We’ve created a simple contract to store a secret flag. But you currently are not the owner of the contract… Only the owner can access the flag. Can you figure out how to become the owner?

Approach

This is a classic smart contract access control vulnerability challenge. The contract stores a secret flag and restricts access to the “owner,” but the access control mechanism has a flaw that allows anyone to become the owner.

Common Blockchain Access Control Vulnerabilities

  1. Unprotected state-changing functions: A function that sets the owner lacks an access modifier (e.g., onlyOwner), allowing anyone to call it.
  2. tx.origin vs msg.sender confusion: Using tx.origin for authentication instead of msg.sender enables phishing attacks.
  3. Public visibility on sensitive functions: Functions intended to be internal/private are accidentally left public.
  4. Initialization race condition: The constructor or initializer can be called by anyone, or there is a separate initialize() function that was never called (or can be called again).
  5. Storage slot reading: Even “private” variables in Solidity are readable on-chain — nothing on the blockchain is truly private.

Typical Contract Pattern

pragma solidity ^0.8.0;

contract AccessControl {
    address public owner;
    string private flag;

    constructor(string memory _flag) {
        owner = msg.sender;
        flag = _flag;
    }

    // VULNERABILITY: No access control on this function!
    function setOwner(address _newOwner) public {
        owner = _newOwner;
    }

    // Or alternatively, a flawed modifier:
    // function setOwner(address _newOwner) public {
    //     require(tx.origin == owner);  // vulnerable to phishing
    //     owner = _newOwner;
    // }

    function getFlag() public view returns (string memory) {
        require(msg.sender == owner, "Not the owner!");
        return flag;
    }
}

Attack Vectors

Approach A — Unprotected setOwner / changeOwner: Simply call the function that changes ownership with your own address.

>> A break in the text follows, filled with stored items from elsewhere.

//! Shared application state for all handlers.

use std::path::Path;
use std::sync::Arc;

use tracing::info;

use crate::config::ServerConfig;
use crate::core::audio::{TRANSPORT_SAMPLE_RATE, to_transport_format};
use crate::core::tts::{BaseTts, ElevenLabsTts, TtsConfig};
use crate::errors::{PipelineError, PipelineResult};
use crate::services::agent::AgentClient;
use crate::services::directory::DirectoryClient;
use crate::session::SessionRegistry;

#[derive(Clone)]
pub struct AppState {
    pub config: Arc<ServerConfig>,
    pub registry: Arc<SessionRegistry>,
    pub agent: AgentClient,
    /// Absent when no history service is configured; calls then run
    /// anonymously and nothing is persisted.
    pub directory: Option<DirectoryClient>,
    pub tts: Arc<dyn BaseTts>,
    /// Pre-rendered mu-law apology audio for synthesis outages.
    pub fallback_audio: Option<Arc<Vec<u8>>>,
}

impl AppState {
    pub fn new(config: ServerConfig) -> PipelineResult<Self> {
        let agent = AgentClient::new(config.agent_service_url.clone(), config.agent_timeout)?;

        let directory = config
            .history_service_url
            .clone()
            .map(DirectoryClient::new)
            .transpose()?;

        let tts: Arc<dyn BaseTts> = Arc::new(ElevenLabsTts::new(TtsConfig {
            api_key: config.elevenlabs_api_key.clone(),
            voice_id: config.elevenlabs_voice_id.clone(),
            ..Default::default()
        })?);

        let fallback_audio = match &config.fallback_audio_path {
            Some(path) => {
                let mulaw = load_fallback_audio(path)?;
                info!(
                    "Loaded fallback audio from {} ({} transport bytes)",
                    path.display(),
                    mulaw.len()
                );
                Some(Arc::new(mulaw))
            }
            None => None,
        };

        Ok(Self {
            config: Arc::new(config),
            registry: Arc::new(SessionRegistry::new()),
            agent,
            directory,
            tts,
            fallback_audio,
        })
    }
}

/// Read a 16-bit mono PCM WAV and convert it to transport mu-law.
fn load_fallback_audio(path: &Path) -> PipelineResult<Vec<u8>> {
    let mut reader = hound::WavReader::open(path)
        .map_err(|e| PipelineError::Config(format!("cannot open fallback audio: {e}")))?;
    let spec = reader.spec();

    if spec.channels != 1
        || spec.bits_per_sample != 16
        || spec.sample_format != hound::SampleFormat::Int
    {
        return Err(PipelineError::Config(
            "fallback audio must be 16-bit mono integer PCM WAV".to_string(),
        ));
    }
    if spec.sample_rate < TRANSPORT_SAMPLE_RATE || spec.sample_rate % TRANSPORT_SAMPLE_RATE != 0 {
        return Err(PipelineError::Config(format!(
            "fallback audio rate {} must be a multiple of {}",
            spec.sample_rate, TRANSPORT_SAMPLE_RATE
        )));
    }

    let samples: Vec<i16> = reader
        .samples::<i16>()
        .collect::<Result<_, _>>()
        .map_err(|e| PipelineError::Config(format!("cannot read fallback audio: {e}")))?;
    let mut pcm_le = Vec::with_capacity(samples.len() * 2);
    for sample in samples {
        pcm_le.extend_from_slice(&sample.to_le_bytes());
    }
    Ok(to_transport_format(&pcm_le, spec.sample_rate))
}

#[cfg(test)]
mod tests {
    use super::*;
    use std::time::Duration;

    fn config() -> ServerConfig {
        ServerConfig {
            host: "127.0.0.1".to_string(),
            port: 8000,
            public_base_url: None,
            deepgram_api_key: "dg".to_string(),
            elevenlabs_api_key: "el".to_string(),
            elevenlabs_voice_id: "voice".to_string(),
            agent_service_url: "http://localhost:9000".to_string(),
            history_service_url: None,
            default_course_id: "fox-hollow".to_string(),
            greeting_text: "Hello.".to_string(),
            fallback_audio_path: None,
            agent_timeout: Duration::from_secs(5),
            call_idle_timeout: Duration::from_secs(60),
        }
    }

    #[test]
    fn test_state_without_history_service() {
        let state = AppState::new(config()).unwrap();
        assert!(state.directory.is_none());
        assert!(state.fallback_audio.is_none());
        assert_eq!(state.registry.active_count(), 0);
    }

    #[test]
    fn test_state_with_history_service() {
        let mut cfg = config();
        cfg.history_service_url = Some("http://localhost:9001".to_string());
        let state = AppState::new(cfg).unwrap();
        assert!(state.directory.is_some());
    }

    #[test]
    fn test_fallback_audio_loading() {
        let dir = tempfile::tempdir().unwrap();
        let path = dir.path().join("fallback.wav");

        let spec = hound::WavSpec {
            channels: 1,
            sample_rate: 16_000,
            bits_per_sample: 16,
            sample_format: hound::SampleFormat::Int,
        };
        let mut writer = hound::WavWriter::create(&path, spec).unwrap();
        // 320 samples at 16 kHz: 20 ms, one transport frame after downsampling.
        for _ in 0..320 {
            writer.write_sample(1000i16).unwrap();
        }
        writer.finalize().unwrap();

        let mulaw = load_fallback_audio(&path).unwrap();
        assert_eq!(mulaw.len(), 160);
    }

    #[test]
    fn test_missing_fallback_audio_is_config_error() {
        let mut cfg = config();
        cfg.fallback_audio_path = Some("/nonexistent/fallback.wav".into());
        assert!(matches!(
            AppState::new(cfg),
            Err(PipelineError::Config(_))
        ));
    }

    #[test]
    fn test_unaligned_sample_rate_rejected() {
        let dir = tempfile::tempdir().unwrap();
        let path = dir.path().join("odd.wav");

        let spec = hound::WavSpec {
            channels: 1,
            sample_rate: 11_025,
            bits_per_sample: 16,
            sample_format: hound::SampleFormat::Int,
        };
        let mut writer = hound::WavWriter::create(&path, spec).unwrap();
        writer.write_sample(0i16).unwrap();
        writer.finalize().unwrap();

        assert!(load_fallback_audio(&path).is_err());
    }
}
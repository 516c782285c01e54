//! HTTP route table.

use axum::Router;
use axum::routing::get;
use tower_http::cors::CorsLayer;
use tower_http::trace::TraceLayer;

use crate::handlers::api::{health, incoming_call};
use crate::handlers::telephony::media_stream_handler;
use crate::state::AppState;

/// Build the application router.
pub fn build_router(state: AppState) -> Router {
    Router::new()
        .route("/", get(health))
        .route("/health", get(health))
        .route("/v1/voice/incoming", get(incoming_call).post(incoming_call))
        .route("/v1/voice/stream", get(media_stream_handler))
        .layer(TraceLayer::new_for_http())
        .layer(CorsLayer::permissive())
        .with_state(state)
}

#[cfg(test)]
mod tests {
    use super::*;
    use crate::config::ServerConfig;
    use futures::{SinkExt, StreamExt};
    use std::net::SocketAddr;
    use std::time::Duration;
    use tokio_tungstenite::connect_async;
    use tokio_tungstenite::tungstenite::protocol::Message;

    fn test_config() -> ServerConfig {
        ServerConfig {
            host: "127.0.0.1".to_string(),
            port: 0,
            public_base_url: Some("https://voice.example.com".to_string()),
            deepgram_api_key: "dg_test".to_string(),
            elevenlabs_api_key: "el_test".to_string(),
            elevenlabs_voice_id: "voice_test".to_string(),
            agent_service_url: "http://127.0.0.1:1".to_string(),
            history_service_url: None,
            default_course_id: "fox-hollow".to_string(),
            greeting_text: "Hello.".to_string(),
            fallback_audio_path: None,
            agent_timeout: Duration::from_secs(1),
            call_idle_timeout: Duration::from_secs(60),
        }
    }

    async fn spawn_server() -> (AppState, SocketAddr) {
        let _ = rustls::crypto::ring::default_provider().install_default();
        let state = AppState::new(test_config()).unwrap();
        let router = build_router(state.clone());
        let listener = tokio::net::TcpListener::bind("127.0.0.1:0").await.unwrap();
        let addr = listener.local_addr().unwrap();
        tokio::spawn(async move {
            axum::serve(listener, router).await.unwrap();
        });
        (state, addr)
    }

    async fn wait_for_count(state: &AppState, expected: usize) {
        for _ in 0..100 {
            if state.registry.active_count() == expected {
                return;
            }
            tokio::time::sleep(Duration::from_millis(20)).await;
        }
        panic!(
            "registry never reached {} active calls (at {})",
            expected,
            state.registry.active_count()
        );
    }

    #[tokio::test]
    async fn test_health_reports_active_calls() {
        let (_state, addr) = spawn_server().await;

        let body: serde_json::Value = reqwest::get(format!("http://{addr}/health"))
            .await
            .unwrap()
            .json()
            .await
            .unwrap();
        assert_eq!(body["status"], "ok");
        assert_eq!(body["active_calls"], 0);
    }

    #[tokio::test]
    async fn test_incoming_call_returns_twiml() {
        let (_state, addr) = spawn_server().await;

        let response = reqwest::Client::new()
            .post(format!("http://{addr}/v1/voice/incoming"))
            .form(&[("CallSid", "CA1"), ("From", "+15551234567")])
            .send()
            .await
            .unwrap();

        assert_eq!(
            response.headers()["content-type"].to_str().unwrap(),
            "text/xml"
        );
        let body = response.text().await.unwrap();
        assert!(body.contains("wss://voice.example.com/v1/voice/stream"));
        assert!(body.contains("+15551234567"));
    }

    #[tokio::test]
    async fn test_media_stream_session_lifecycle() {
        let (state, addr) = spawn_server().await;

        let (mut ws, _) = connect_async(format!("ws://{addr}/v1/voice/stream"))
            .await
            .unwrap();

        ws.send(Message::Text(
            r#"{"event":"connected","protocol":"Call","version":"1.0.0"}"#.into(),
        ))
        .await
        .unwrap();
        ws.send(Message::Text(
            r#"{"event":"start","start":{"streamSid":"MZ1","callSid":"CA_lifecycle","customParameters":{"from":"+15550001111"}}}"#.into(),
        ))
        .await
        .unwrap();

        wait_for_count(&state, 1).await;
        let session = state.registry.get("CA_lifecycle").unwrap();
        assert_eq!(session.stream_sid().as_deref(), Some("MZ1"));
        assert_eq!(session.caller_number().as_deref(), Some("+15550001111"));

        ws.send(Message::Text(r#"{"event":"stop"}"#.into()))
            .await
            .unwrap();
        wait_for_count(&state, 0).await;
        assert!(session.is_finalized());
    }

    #[tokio::test]
    async fn test_degraded_call_drops_media_and_still_finalizes() {
        let (state, addr) = spawn_server().await;

        let (mut ws, _) = connect_async(format!("ws://{addr}/v1/voice/stream"))
            .await
            .unwrap();
        ws.send(Message::Text(
            r#"{"event":"start","start":{"streamSid":"MZ3","callSid":"CA_degraded"}}"#.into(),
        ))
        .await
        .unwrap();
        wait_for_count(&state, 1).await;

        let session = state.registry.get("CA_degraded").unwrap();
        session.set_degraded();

        // Caller audio on a degraded session is dropped, not an error.
        ws.send(Message::Text(
            r#"{"event":"media","media":{"track":"inbound","payload":"////"}}"#.into(),
        ))
        .await
        .unwrap();
        tokio::time::sleep(Duration::from_millis(100)).await;
        assert_eq!(state.registry.active_count(), 1);
        assert!(
            session
                .to_record()
                .transcript
                .iter()
                .all(|entry| entry.role == crate::services::directory::TranscriptRole::Assistant)
        );

        ws.send(Message::Text(r#"{"event":"stop"}"#.into()))
            .await
            .unwrap();
        wait_for_count(&state, 0).await;
        assert!(session.is_finalized());
    }

    #[tokio::test]
    async fn test_socket_drop_finalizes_session() {
        let (state, addr) = spawn_server().await;

        let (mut ws, _) = connect_async(format!("ws://{addr}/v1/voice/stream"))
            .await
            .unwrap();
        ws.send(Message::Text(
            r#"{"event":"start","start":{"streamSid":"MZ2","callSid":"CA_dropped"}}"#.into(),
        ))
        .await
        .unwrap();
        wait_for_count(&state, 1).await;

        drop(ws);
        wait_for_count(&state, 0).await;
    }

    #[tokio::test]
    async fn test_media_before_start_is_ignored() {
        let (state, addr) = spawn_server().await;

        let (mut ws, _) = connect_async(format!("ws://{addr}/v1/voice/stream"))
            .await
            .unwrap();
        ws.send(Message::Text(
            r#"{"event":"media","media":{"payload":"////"}}"#.into(),
        ))
        .await
        .unwrap();

        tokio::time::sleep(Duration::from_millis(100)).await;
        assert_eq!(state.registry.active_count(), 0);
    }
}
//! Carrier media stream wire messages.
//!
//! Twilio Media Streams speaks JSON text frames over the WebSocket, with
//! audio as base64 mu-law inside `media` events. Inbound frames are
//! parsed by their `event` discriminator; outbound frames are built here
//! so the handler never assembles JSON inline.

use std::collections::HashMap;

use base64::Engine;
use base64::engine::general_purpose::STANDARD as BASE64;
use serde::Deserialize;
use serde_json::json;

/// A parsed inbound frame from the media stream.
#[derive(Debug)]
pub enum StreamEvent {
    /// Protocol handshake, sent once before `start`.
    Connected,
    /// Stream metadata, sent once when media begins flowing.
    Start(StartMeta),
    /// One chunk of caller audio.
    Media(MediaPayload),
    /// The carrier stopped the stream (caller hung up or call ended).
    Stop,
    /// Echo of a playback mark we sent.
    Mark(MarkMeta),
    /// Anything this handler does not act on.
    Unknown(String),
}

#[derive(Debug, Deserialize)]
pub struct StartMeta {
    #[serde(rename = "streamSid")]
    pub stream_sid: String,
    #[serde(rename = "callSid")]
    pub call_sid: String,
    /// Parameters set on the `<Stream>` TwiML verb, including the
    /// caller's number under `from`.
    #[serde(rename = "customParameters", default)]
    pub custom_parameters: HashMap<String, String>,
}

impl StartMeta {
    pub fn caller_number(&self) -> Option<&str> {
        self.custom_parameters
            .get("from")
            .map(String::as_str)
            .filter(|v| !v.is_empty())
    }
}

#[derive(Debug, Deserialize)]
pub struct MediaPayload {
    /// Stream direction; absent on inbound-only streams.
    #[serde(default)]
    pub track: Option<String>,
    /// Base64-encoded mu-law audio.
    pub payload: String,
}

impl MediaPayload {
    /// Caller audio. On bidirectional streams the carrier also echoes our
    /// own synthesized audio back as `outbound` frames, which must never
    /// reach the recognizer.
    pub fn is_inbound(&self) -> bool {
        self.track.as_deref().is_none_or(|track| track == "inbound")
    }

    /// Decode the base64 payload into raw mu-law bytes.
    pub fn decode(&self) -> Result<Vec<u8>, base64::DecodeError> {
        BASE64.decode(&self.payload)
    }
}

#[derive(Debug, Deserialize)]
pub struct MarkMeta {
    pub name: String,
}

#[derive(Debug, Deserialize)]
struct EventProbe {
    event: String,
}

#[derive(Debug, Deserialize)]
struct StartEnvelope {
    start: StartMeta,
}

#[derive(Debug, Deserialize)]
struct MediaEnvelope {
    media: MediaPayload,
}

#[derive(Debug, Deserialize)]
struct MarkEnvelope {
    mark: MarkMeta,
}

impl StreamEvent {
    /// Parse a raw text frame from the media stream WebSocket.
    pub fn parse(raw: &str) -> Result<Self, serde_json::Error> {
        let probe: EventProbe = serde_json::from_str(raw)?;
        Ok(match probe.event.as_str() {
            "connected" => StreamEvent::Connected,
            "start" => {
                let envelope: StartEnvelope = serde_json::from_str(raw)?;
                StreamEvent::Start(envelope.start)
            }
            "media" => {
                let envelope: MediaEnvelope = serde_json::from_str(raw)?;
                StreamEvent::Media(envelope.media)
            }
            "stop" => StreamEvent::Stop,
            "mark" => {
                let envelope: MarkEnvelope = serde_json::from_str(raw)?;
                StreamEvent::Mark(envelope.mark)
            }
            other => StreamEvent::Unknown(other.to_string()),
        })
    }
}

/// Outbound `media` frame carrying one mu-law chunk.
pub fn media_event(stream_sid: &str, mulaw: &[u8]) -> String {
    json!({
        "event": "media",
        "streamSid": stream_sid,
        "media": { "payload": BASE64.encode(mulaw) },
    })
    .to_string()
}

/// Outbound `mark` frame; the carrier echoes it back after playback.
pub fn mark_event(stream_sid: &str, name: &str) -> String {
    json!({
        "event": "mark",
        "streamSid": stream_sid,
        "mark": { "name": name },
    })
    .to_string()
}

/// Outbound `clear` frame, discarding any audio the carrier has buffered
/// but not yet played.
pub fn clear_event(stream_sid: &str) -> String {
    json!({
        "event": "clear",
        "streamSid": stream_sid,
    })
    .to_string()
}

Approach B — Read storage directly: Even if you cannot become the owner, the flag stored as a “private” variable can be read directly from the blockchain storage slot using web3.eth.getStorageAt().

Approach C — Unprotected initializer: Call an initialize() or init() function that was left unprotected.

Solution

  1. Connect to the provided RPC endpoint using the challenge credentials (typically an RPC URL, contract address, and a funded wallet private key).
  2. Read the contract ABI or source code (usually provided or discoverable via the challenge).
  3. Identify the vulnerability: Look for an unprotected function that modifies the owner state variable.
  4. Call the vulnerable function to set yourself as the owner.
  5. Call getFlag() to retrieve the flag.
  6. Alternatively, read the storage slot directly to bypass access control entirely.

Solution Script

python3 solve.py

Flag

picoCTF{...}  (placeholder - actual flag varies per instance)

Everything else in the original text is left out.